I get that you’re infatuated by Apple and their products but you should do some due diligence.
If I were you I’d take a trip over to Youtube and watch the channels iPad Rehab and Louis Rossmann who have copious videos detailing the anti-consumer behaviour of Apple. The people running these channels serve the customers that Apple throws under the bus. Some of the cases should motivate you to adopt a more objective opinion.
It’s amazing to think how wrong Apple got the ‘classic’ Mac Pro.
Pull the side panel release lever, the act of removing the side panel grounds the user, remove power lead, panel off, add memory, add pcie card, panel on and power lead back in, hit the power button to boot without removing every single damn cable.
Only Apple can get users to defend the indefensible, I’m pretty sure a large proportion of their users suffer with Stockholm Syndrome.
Let me illustrate how you talk but I’ll do it on a Dell PC.
“Bend down. Take a screw driver. Unscrew 2 screws on the back to take of the side panel. Put the side panel on the side. Stand up again. Take the stuff you need to put inside. Move the cables around because they are in the way. Inhale 4 year old dust. Get sick. Die of cancer. PC failed because it sounds like an airplane. You have to mentally ill to like Dell!”
You have to calm down. There is no Stockholm syndrome. It’s a workstation that maybe once a year needs a change something.

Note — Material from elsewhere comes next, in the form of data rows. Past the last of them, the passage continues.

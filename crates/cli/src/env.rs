use std::collections::HashMap;
use std::fs;
use std::path::Path;

use crate::error::CliError;

/// Environment variable manager that loads from system and .env files
#[derive(Debug, Clone)]
pub struct EnvManager {
    vars: HashMap<String, String>,
}

impl EnvManager {
    pub fn new() -> Self {
        Self {
            vars: std::env::vars().collect(),
        }
    }

    /// Load variables from a .env file. File entries override the process environment.
    pub fn load_from_file<P: AsRef<Path>>(&mut self, path: P) -> Result<(), CliError> {
        let path = path.as_ref();
        let content = fs::read_to_string(path).map_err(|e| {
            CliError::Config(format!("Failed to read env file {}: {}", path.display(), e))
        })?;

        self.parse_env_content(&content)
    }

    pub fn get(&self, key: &str) -> Option<&str> {
        self.vars.get(key).map(String::as_str)
    }

    /// Replaces every `${NAME}` in `input` with the variable's value. `$$`
    /// produces a literal `$`; an undefined variable is an error.
    pub fn expand(&self, input: &str) -> Result<String, CliError> {
        let mut out = String::with_capacity(input.len());
        let mut rest = input;

        while let Some(pos) = rest.find('$') {
            out.push_str(&rest[..pos]);
            let tail = &rest[pos + 1..];

            if let Some(after) = tail.strip_prefix('$') {
                out.push('$');
                rest = after;
            } else if let Some(body) = tail.strip_prefix('{') {
                let end = body.find('}').ok_or_else(|| {
                    CliError::Config(format!("Unterminated variable reference in '{input}'"))
                })?;
                let name = &body[..end];
                let value = self.get(name).ok_or_else(|| {
                    CliError::Config(format!("Environment variable '{name}' is not set"))
                })?;
                out.push_str(value);
                rest = &body[end + 1..];
            } else {
                out.push('$');
                rest = tail;
            }
        }

        out.push_str(rest);
        Ok(out)
    }

    fn parse_env_content(&mut self, content: &str) -> Result<(), CliError> {
        for (line_num, line) in content.lines().enumerate() {
            let line = line.trim();

            // Skip empty lines and comments
            if line.is_empty() || line.starts_with('#') {
                continue;
            }

            let line = line.strip_prefix("export ").unwrap_or(line);
            let Some((key, value)) = line.split_once('=') else {
                return Err(CliError::Config(format!(
                    "Invalid env file: malformed line {} (expected KEY=VALUE)",
                    line_num + 1
                )));
            };

            let key = key.trim();
            if key.is_empty() {
                return Err(CliError::Config(format!(
                    "Invalid env file: empty key at line {}",
                    line_num + 1
                )));
            }

            self.vars
                .insert(key.to_string(), Self::unquote_value(value));
        }

        Ok(())
    }

    fn unquote_value(value: &str) -> String {
        let value = value.trim();

        for quote in ['"', '\''] {
            if value.len() >= 2 && value.starts_with(quote) && value.ends_with(quote) {
                return value[1..value.len() - 1].to_string();
            }
        }

        value.to_string()
    }
}

impl Default for EnvManager {
    fn default() -> Self {
        Self::new()
    }
}
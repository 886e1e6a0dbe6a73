pub mod encoder;
pub mod error;
pub mod params;
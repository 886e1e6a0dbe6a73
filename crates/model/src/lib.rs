pub mod core;
pub mod error;
pub mod options;
pub mod records;
//! Human-readable warnings and errors.

use colored::Colorize;
use std::fmt;

/// A non-fatal notice attached to a machine, such as the batching
/// engine falling back to its sequential representation.
#[derive(Debug, PartialEq, Eq, Clone)]
pub struct Warning {
    pub message: String,
    pub position: Option<Position>,
}

/// An inclusive range used for tracking positions in source code.
#[derive(PartialEq, Eq, Clone, Copy)]
pub struct Position {
    pub start: usize,
    pub end: usize,
}

impl fmt::Debug for Position {
    fn fmt(&self, f: &mut fmt::Formatter) -> fmt::Result {
        if self.start == self.end {
            write!(f, "{}", self.start)
        } else {
            write!(f, "{}-{}", self.start, self.end)
        }
    }
}

/// Render `message` against `source` with the offending span
/// highlighted, for terminal display.
pub fn highlight(source: &str, message: &str, position: Position) -> String {
    let start = position.start.min(source.len());
    let end = (position.end + 1).min(source.len()).max(start);

    match (
        source.get(..start),
        source.get(start..end),
        source.get(end..),
    ) {
        (Some(before), Some(span), Some(after)) => format!(
            "{}: {}\n{}{}{}",
            "error".bright_red().bold(),
            message,
            before,
            span.red().underline(),
            after,
        ),
        // The position does not fall on character boundaries; skip the
        // span rendering.
        _ => format!("{}: {}\n{}", "error".bright_red().bold(), message, source),
    }
}
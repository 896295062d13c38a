//! Rendering an instruction stream back to source text.
//!
//! The output is a semantic inverse of parsing: re-parsing it yields a
//! stream with the same runtime effect, not necessarily the same text.
//! `Mul` instructions have no standalone source form; they buffer until
//! the `Clear` that terminates the group and render either as the
//! expanded decrement loop (plain mode) or as a multiply-operator chain
//! (extended mode). A `Mul` followed by anything else is an error.

use crate::instr::Instruction;
use crate::instr::Instruction::*;
use crate::parse::Syntax;
use std::fmt;

/// A `Mul` was not immediately followed by another `Mul` or a `Clear`.
#[derive(Debug, Clone, PartialEq, Eq)]
pub struct SerializeError {
    pub message: String,
}

impl fmt::Display for SerializeError {
    fn fmt(&self, f: &mut fmt::Formatter) -> fmt::Result {
        write!(f, "{}", self.message)
    }
}

impl std::error::Error for SerializeError {}

fn orphaned_mul() -> SerializeError {
    SerializeError {
        message: "multiply must be followed by a multiply or clear".to_owned(),
    }
}

/// Render `instrs` as source text in the given syntax mode.
pub fn serialize(instrs: &[Instruction], syntax: Syntax) -> Result<String, SerializeError> {
    let mut out = String::new();
    let mut muls: Vec<(isize, i32)> = Vec::new();

    for ins in instrs {
        if let Mul { offset, factor } = *ins {
            muls.push((offset, factor));
            continue;
        }
        match *ins {
            Add(delta) => push_run(&mut out, delta as i64, '+', '-', syntax),
            Move(delta) => push_run(&mut out, delta as i64, '>', '<', syntax),
            Out => out.push('.'),
            In => out.push(','),
            Open { .. } => out.push('['),
            Close { .. } => out.push(']'),
            ScanLeft => out.push_str("[<]"),
            ScanRight => out.push_str("[>]"),
            Clear => render_clear(&mut out, &mut muls, syntax),
            Mul { .. } => unreachable!(),
        }
        if !muls.is_empty() {
            return Err(orphaned_mul());
        }
    }
    if !muls.is_empty() {
        return Err(orphaned_mul());
    }
    Ok(out)
}

fn push_run(out: &mut String, delta: i64, pos_ch: char, neg_ch: char, syntax: Syntax) {
    let (ch, count) = if delta >= 0 {
        (pos_ch, delta)
    } else {
        (neg_ch, -delta)
    };
    if count == 0 {
        return;
    }
    if syntax == Syntax::Extended && count != 1 {
        out.push_str(&count.to_string());
        out.push(ch);
    } else {
        for _ in 0..count {
            out.push(ch);
        }
    }
}

fn render_clear(out: &mut String, muls: &mut Vec<(isize, i32)>, syntax: Syntax) {
    match syntax {
        Syntax::Plain => {
            // Expand the group back into the decrement loop it came
            // from, walking to each target offset and returning to the
            // source cell before the close.
            out.push_str("[-");
            let mut position = 0isize;
            for &(offset, factor) in muls.iter() {
                push_run(out, (offset - position) as i64, '>', '<', Syntax::Plain);
                push_run(out, factor as i64, '+', '-', Syntax::Plain);
                position = offset;
            }
            push_run(out, -(position as i64), '>', '<', Syntax::Plain);
            out.push(']');
        }
        Syntax::Extended => {
            for &(offset, factor) in muls.iter() {
                out.push_str(&ext_number(offset as i64));
                out.push(':');
                out.push_str(&ext_number(factor as i64));
                out.push('*');
            }
            out.push('^');
        }
    }
    muls.clear();
}

fn ext_number(n: i64) -> String {
    if n < 0 {
        format!("({})", -n)
    } else {
        n.to_string()
    }
}
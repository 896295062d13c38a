//! Read/write callback normalization.
//!
//! The machine only ever sees one pull shape and one push shape; the
//! conversions here accept the convenient forms (strings, vectors,
//! shared sinks, closures) and produce them.

use std::cell::RefCell;
use std::rc::Rc;

/// Returned by a write callback to either continue or stop the current
/// `run` call. An interrupt stops execution immediately after the write
/// without marking the machine complete; it is honored at instruction
/// granularity by the interpreter strategy and ignored by the batching
/// strategy.
#[derive(Debug, PartialEq, Eq, Clone, Copy)]
pub enum Flow {
    Continue,
    Interrupt,
}

/// A pull source of input values. `None` signals exhaustion.
pub struct Reader(Box<dyn FnMut() -> Option<i32>>);

impl Reader {
    pub fn from_fn(f: impl FnMut() -> Option<i32> + 'static) -> Reader {
        Reader(Box::new(f))
    }

    /// A source that is exhausted from the start.
    pub fn exhausted() -> Reader {
        Reader::from_fn(|| None)
    }

    pub(crate) fn pull(&mut self) -> Option<i32> {
        (self.0)()
    }
}

impl Default for Reader {
    fn default() -> Reader {
        Reader::exhausted()
    }
}

/// Characters are delivered as their scalar values, in order.
impl From<&str> for Reader {
    fn from(s: &str) -> Reader {
        let mut chars: Vec<i32> = s.chars().map(|c| c as i32).collect();
        chars.reverse();
        Reader::from_fn(move || chars.pop())
    }
}

impl From<String> for Reader {
    fn from(s: String) -> Reader {
        Reader::from(s.as_str())
    }
}

impl From<Vec<i32>> for Reader {
    fn from(values: Vec<i32>) -> Reader {
        let mut values = values;
        values.reverse();
        Reader::from_fn(move || values.pop())
    }
}

/// A push sink for output values.
pub struct Writer(Box<dyn FnMut(i32) -> Flow>);

impl Writer {
    pub fn from_fn(mut f: impl FnMut(i32) + 'static) -> Writer {
        Writer(Box::new(move |value| {
            f(value);
            Flow::Continue
        }))
    }

    /// Like `from_fn`, but the callback decides whether to interrupt
    /// the current `run` call.
    pub fn from_flow_fn(f: impl FnMut(i32) -> Flow + 'static) -> Writer {
        Writer(Box::new(f))
    }

    /// Discards everything written to it.
    pub fn sink() -> Writer {
        Writer::from_fn(|_| {})
    }

    pub(crate) fn push(&mut self, value: i32) -> Flow {
        (self.0)(value)
    }
}

impl Default for Writer {
    fn default() -> Writer {
        Writer::sink()
    }
}

/// Appends written values to a shared vector, the usual shape for
/// collecting output.
impl From<Rc<RefCell<Vec<i32>>>> for Writer {
    fn from(sink: Rc<RefCell<Vec<i32>>>) -> Writer {
        Writer::from_fn(move |value| sink.borrow_mut().push(value))
    }
}
//! The flat instruction stream produced by the tokenizer and rewritten
//! by the peephole passes.
//!
//! Loops are not nested structures: `Open` and `Close` carry the index
//! of their matching boundary, assigned by the loop associator once all
//! structural rewrites are done.

use std::fmt;

/// One instruction of the compiled program.
///
/// `Add`, `Move`, `Out`, `In`, `Open` and `Close` have direct source
/// equivalents. `Clear`, `Mul`, `ScanLeft` and `ScanRight` are produced
/// by the optimizer (and by the extended syntax).
#[derive(PartialEq, Eq, Debug, Clone, Copy)]
pub enum Instruction {
    /// Add `delta` to the current cell, wrapping at the cell width.
    Add(i32),
    /// Add `delta` to the pointer. No bounds are enforced.
    Move(isize),
    /// Write the current cell through the output callback.
    Out,
    /// Read one value into the current cell, or the EOF sentinel when
    /// the input is exhausted.
    In,
    /// Loop entry; jumps past `pair` when the current cell is zero.
    Open { pair: usize },
    /// Loop exit; jumps past `pair` when the current cell is nonzero.
    Close { pair: usize },
    /// Set the current cell to zero.
    Clear,
    /// `tape[ptr + offset] += tape[ptr] * factor`.
    ///
    /// Only valid immediately before another `Mul` or a `Clear`; the
    /// serializer rejects anything else.
    Mul { offset: isize, factor: i32 },
    /// Move the pointer left until the current cell is zero.
    ScanLeft,
    /// Move the pointer right until the current cell is zero.
    ScanRight,
}

impl Instruction {
    /// True for anything except a loop boundary. Only these may be
    /// fused into a batch.
    pub fn is_straightline(&self) -> bool {
        !matches!(self, Instruction::Open { .. } | Instruction::Close { .. })
    }
}

/// Mnemonic rendering for debugging and traces.
impl fmt::Display for Instruction {
    fn fmt(&self, f: &mut fmt::Formatter) -> fmt::Result {
        match self {
            Instruction::Add(delta) => write!(f, "add {}", delta),
            Instruction::Move(delta) => write!(f, "move {}", delta),
            Instruction::Out => write!(f, "out"),
            Instruction::In => write!(f, "in"),
            Instruction::Open { pair } => write!(f, "open -> {}", pair),
            Instruction::Close { pair } => write!(f, "close -> {}", pair),
            Instruction::Clear => write!(f, "clear"),
            Instruction::Mul { offset, factor } => write!(f, "mul {} {}", offset, factor),
            Instruction::ScanLeft => write!(f, "scan-left"),
            Instruction::ScanRight => write!(f, "scan-right"),
        }
    }
}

Still, he’s right about this one : the new manner of opening the case is less practical than that of the old towers. It forces one to unplug all the cabling and move the machine away from the table it lies under for one to be able to lift the case, which, given the way I have set mine, would mean a major hassle. Yes, one might have to do it once a year, but it’s the kind of thing that makes a real bad impression (a swearing in Klingon-grade one ). I shudder thinking about having to access the innards of a rackmounted one.
Not that the old towers are swear-proof: oh, their sharp cut handles on my poor hands… Has Jon Ive ever heard of the classical suitcase’s center handle? Or the power button, so flush with the rest of the case that it’s almost impossible to locate by touch
The motherboard can be equipped from both sides making a single side access panel not practical.
So you need to lift the case up. To maintain stability the frame however needs to be closed at the bottom (like a ring) requiring you to unplug the cables.
Now one can be angry about it and swear or realize that you do not open and close the case all the time this making this really that much less an inconvenience as stated by so many.
I’m not sure if it’s complete ignorance or Apple delusion that underpins your replies?
We live in a world where man has been sent into space and returned safely, we’ve build the Large Hadron Collider the largest and most complex machine ever built yet you expect us to believe designing a PC case that isn’t a complete pain in the arse to open is beyond the wit of man to solve? Well it’s certainly beyond the competence of the Apple design office that much is true.
Apple must see people like you and think they’re taking candy from a baby, they can continue to phone in designs as the legion of forum jockeys will jump to its defence. You’d get better products if your first inclination wasn’t to defend second rate design then go and reward Apple by buying it.
I don’t see the big deal about opening the case to upgrade. Sure it is a PTA but not something you do to often. My biggest gripe is the cost of entry. These are at the extremities of the pro market.
If you are authoring HDR content the display makes it well worth it.
I am curious how the machine would perform against a PC made of more regular parts.
The Mac Pro is a workstation for Hollywood pro makers. It doesn’t belong here, neither because as it’s not for 3D, nor because nobody except overpaid Hollywood studios can afford it.
People is getting pointlessly angry for nothing. Please @Fweeb, close this thread.
If you work in photography (car industry for example) and like macOS then this machine
incl. the display is not that much. Camera equipment you don’t buy at Walmart either.
What do you consider “regular” parts? Xeon, Radeon or ECC RAM aren’t custom Apple parts, you can build a PC with close or identical parts and I would expect little to no performance difference.
There are a few bits of custom silicon that affece performance - T2 and the Afterburner card help with certain video codecs, and Apple’s solid state storage often receives praise for its performance (I would expect high end off the shelf parts being able to match it though).
Currently
the used Xeon chip you cannot buy
the motherboard is custom designed
the Vega 2 duo is also a custom design
Apple always has the Apple price tag and you can rebuild such a PC for around 2k less.
But in case you need so many PCI lanes, memory bandwidth, and the afterburner card then the price difference quickly diminishes being an issue.
Where everybody can agree on is that recently AMD just steamrolled Intel.
But it is a little tricky to so quickly to so quickly change the design when switching cpu.
Time will tell if AMD now offfers the hardware that makes the switch from Intel an option.